Editor's Note
Role Play
Some days you could barely see the other side of the room for the smoke. Encased by the haze were mostly green-clad men sitting on the couch, drinking coffee from their personalized mugs, dragging on their cigarettes, trading “war stories,” and occasionally getting up to grab a sweet roll. Saturday morning at the local greasy-spoon? No, this was the physician’s lounge at one of the hospitals I frequented in the late 1970s. Although the Surgeon General’s report was ancient history by then and the medical literature was clear about the health detriments of smoking, here was a public display of bad health behavior from a group of physicians trained to promote health. What kind of an example was that? Or should doctors be examples? If we pen the right prescriptions, cut in the right place, and mouth the right recommendations, does it matter who we are or what we do? Actually, it does.
Physicians think most about being judged by their professional performance. Patient satisfaction surveys, pay-for-performance ratings, and even Minneapolis St. Paul Magazine’s Top Doctors poll provide some measure of how a doctor does as a doctor. Yet patients, other doctors, and society often look at who we are as people as well. Whether we like it or not, we physicians often find ourselves in the role of role model.
For centuries, medicine has relied on role models to pass the torch to the next generation of physicians, from apothecary apprentices in early America to residents and interns today. It is an acknowledgement that book learning only scratches the surface and can’t provide the tutelage in honesty, compassion, and completeness that close contact with a mentor can. Rarely do physicians look back and say, “I really admired that textbook.” But they do say all the time that they really admired a person who molded their professional life. Certainly, physicians who teach think about this and try to move past discussions of fluids and electrolytes to conversations about what it means to have a calling.

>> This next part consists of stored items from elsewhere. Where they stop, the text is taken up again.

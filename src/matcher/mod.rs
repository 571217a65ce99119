//! Polymorphic predicate matching.
//!
//! Filter, quantifier and count combinators accept four kinds of matcher
//! argument and treat them uniformly:
//!
//! - [`Matcher::Callable`]: a block invoked with the element
//! - [`Matcher::Pattern`]: a regular expression matched against the
//!   element's textual form (`pattern` feature)
//! - [`Matcher::Kind`]: a [`TypeTag`] the element must satisfy
//! - [`Matcher::Literal`]: a value the element must equal
//!
//! [`build_predicate`] normalizes any of them into a [`Predicate`], a single
//! fallible boolean test. [`Args`] models the arguments of one call site and
//! rejects the combinations a call may not mix.
//!
//! # Examples
//!
//! ```rust
//! use enumerables::{Matcher, TypeTag, Value, build_predicate};
//!
//! let mut numeric = build_predicate(Matcher::kind(TypeTag::Numeric));
//! assert_eq!(numeric.test(&Value::from(99)), Ok(true));
//! assert_eq!(numeric.test(&Value::Nil), Ok(false));
//!
//! let mut equal = build_predicate(Matcher::literal(3));
//! assert_eq!(equal.test(&3), Ok(true));
//! assert_eq!(equal.test(&4), Ok(false));
//! ```

mod args;

pub use args::Args;

#[cfg(feature = "pattern")]
pub use regex::Regex;

use std::fmt;

use crate::element::{Element, TypeTag};
use crate::error::EnumerableError;

/// A caller-supplied block testing one element.
pub type Block<'m, T> = Box<dyn FnMut(&T) -> bool + 'm>;

/// A matcher argument: one of the four ways to describe a test.
pub enum Matcher<'m, T> {
    /// A block invoked directly with the element.
    ///
    /// Mapping entries arrive as `&(K, V)` and can be destructured.
    Callable(Block<'m, T>),
    /// A pattern matched against the element's textual representation.
    #[cfg(feature = "pattern")]
    Pattern(Regex),
    /// A type or capability the element must satisfy.
    Kind(TypeTag),
    /// A value the element must equal.
    Literal(T),
}

impl<'m, T> Matcher<'m, T> {
    /// Creates a [`Matcher::Callable`] from a closure.
    pub fn callable<F>(block: F) -> Self
    where
        F: FnMut(&T) -> bool + 'm,
    {
        Self::Callable(Box::new(block))
    }

    /// Creates a [`Matcher::Pattern`].
    #[cfg(feature = "pattern")]
    #[must_use]
    pub const fn pattern(pattern: Regex) -> Self {
        Self::Pattern(pattern)
    }

    /// Compiles `source` into a [`Matcher::Pattern`].
    ///
    /// # Errors
    ///
    /// Returns the regex compilation error when `source` is not a valid pattern.
    ///
    /// # Examples
    ///
    /// ```rust
    /// use enumerables::Matcher;
    ///
    /// assert!(Matcher::<String>::try_pattern("a+").is_ok());
    /// assert!(Matcher::<String>::try_pattern("(").is_err());
    /// ```
    #[cfg(feature = "pattern")]
    pub fn try_pattern(source: &str) -> Result<Self, regex::Error> {
        Regex::new(source).map(Self::Pattern)
    }

    /// Creates a [`Matcher::Kind`].
    #[must_use]
    pub const fn kind(tag: TypeTag) -> Self {
        Self::Kind(tag)
    }

    /// Creates a [`Matcher::Literal`].
    pub const fn literal(value: T) -> Self {
        Self::Literal(value)
    }

    /// Returns the name of the matcher variant.
    #[must_use]
    pub const fn variant_name(&self) -> &'static str {
        match self {
            Self::Callable(_) => "callable",
            #[cfg(feature = "pattern")]
            Self::Pattern(_) => "pattern",
            Self::Kind(_) => "kind",
            Self::Literal(_) => "literal",
        }
    }
}

impl<T> From<TypeTag> for Matcher<'_, T> {
    fn from(tag: TypeTag) -> Self {
        Self::Kind(tag)
    }
}

#[cfg(feature = "pattern")]
impl<T> From<Regex> for Matcher<'_, T> {
    fn from(pattern: Regex) -> Self {
        Self::Pattern(pattern)
    }
}

impl<T: fmt::Debug> fmt::Debug for Matcher<'_, T> {
    fn fmt(&self, formatter: &mut fmt::Formatter<'_>) -> fmt::Result {
        match self {
            Self::Callable(_) => formatter.write_str("Callable(..)"),
            #[cfg(feature = "pattern")]
            Self::Pattern(pattern) => formatter.debug_tuple("Pattern").field(pattern).finish(),
            Self::Kind(tag) => formatter.debug_tuple("Kind").field(tag).finish(),
            Self::Literal(value) => formatter.debug_tuple("Literal").field(value).finish(),
        }
    }
}

/// A normalized, single-argument boolean test.
///
/// Testing can fail when the underlying matcher cannot be applied to an
/// element, e.g. a pattern against an element with no textual form.
pub struct Predicate<'m, T> {
    test: Box<dyn FnMut(&T) -> Result<bool, EnumerableError> + 'm>,
}

impl<'m, T> Predicate<'m, T> {
    /// Wraps a fallible test.
    pub fn new<F>(test: F) -> Self
    where
        F: FnMut(&T) -> Result<bool, EnumerableError> + 'm,
    {
        Self {
            test: Box::new(test),
        }
    }

    /// A predicate that holds for every element.
    #[must_use]
    pub fn always() -> Self {
        Self::new(|_| Ok(true))
    }

    /// Tests one element.
    ///
    /// # Errors
    ///
    /// Propagates the failure of the underlying matcher unchanged.
    pub fn test(&mut self, element: &T) -> Result<bool, EnumerableError> {
        (self.test)(element)
    }
}

impl<T: Element> Predicate<'_, T> {
    /// A predicate that holds for truthy elements.
    #[must_use]
    pub fn truthy() -> Self {
        Self::new(|element: &T| Ok(element.is_truthy()))
    }
}

impl<T> fmt::Debug for Predicate<'_, T> {
    fn fmt(&self, formatter: &mut fmt::Formatter<'_>) -> fmt::Result {
        formatter.write_str("Predicate(..)")
    }
}

/// Normalizes a matcher argument into a [`Predicate`].
///
/// | Matcher | Predicate holds when |
/// |---|---|
/// | `Callable(block)` | `block(element)` returns `true` |
/// | `Pattern(regex)` | `regex` matches `element.text()` |
/// | `Kind(tag)` | `element.is_a(tag)` |
/// | `Literal(value)` | `element == value` |
///
/// A pattern tested against an element without a textual representation
/// fails with [`EnumerableError::NotTextual`].
///
/// # Examples
///
/// ```rust
/// use enumerables::{Matcher, build_predicate};
///
/// let mut long = build_predicate(Matcher::callable(|word: &&str| word.len() >= 4));
/// assert_eq!(long.test(&"bear"), Ok(true));
/// assert_eq!(long.test(&"ant"), Ok(false));
/// ```
pub fn build_predicate<'m, T>(matcher: Matcher<'m, T>) -> Predicate<'m, T>
where
    T: Element + PartialEq + 'm,
{
    match matcher {
        Matcher::Callable(mut block) => Predicate::new(move |element: &T| Ok(block(element))),
        #[cfg(feature = "pattern")]
        Matcher::Pattern(pattern) => Predicate::new(move |element: &T| {
            let text = element
                .text()
                .ok_or_else(|| EnumerableError::NotTextual {
                    pattern: pattern.as_str().to_string(),
                })?;
            Ok(pattern.is_match(&text))
        }),
        Matcher::Kind(tag) => Predicate::new(move |element: &T| Ok(element.is_a(tag))),
        Matcher::Literal(expected) => Predicate::new(move |element: &T| Ok(*element == expected)),
    }
}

Whether called or not, we all play roles besides doctor. We also walk through each day as parents, spouses, church parishioners, voters, and community members. Just as our actions as mentors can change a student’s life, our organizing and advocacy outside of medicine can alter society. Role model seems like a pretentious title in this context, but society does notice what we do outside the clinic.
Our personal behavior also is noticed. Good health habits carry weight with patients. Doctors who smoke have a harder time convincing their patients to quit. (I once knew a two-pack-a-day internist who thought he had done his job if he convinced a patient to switch to Salems.) Obese patients may not take weight-loss advice from an obese doctor as seriously as they would from a physician who has conquered his own weight problem. People in 2009 don’t want their doctor to work 100 hours a week, overeat, underexercise, and then crash and burn by the time they’re 50. We physicians need to walk the walk.
Today, the doctors’ lounge at my hospital serves nutritious lunches (although sweet rolls are still in evidence), and the hospital has just installed an exercise room for medical staff use. Doctors now have fewer excuses for not polishing up their act.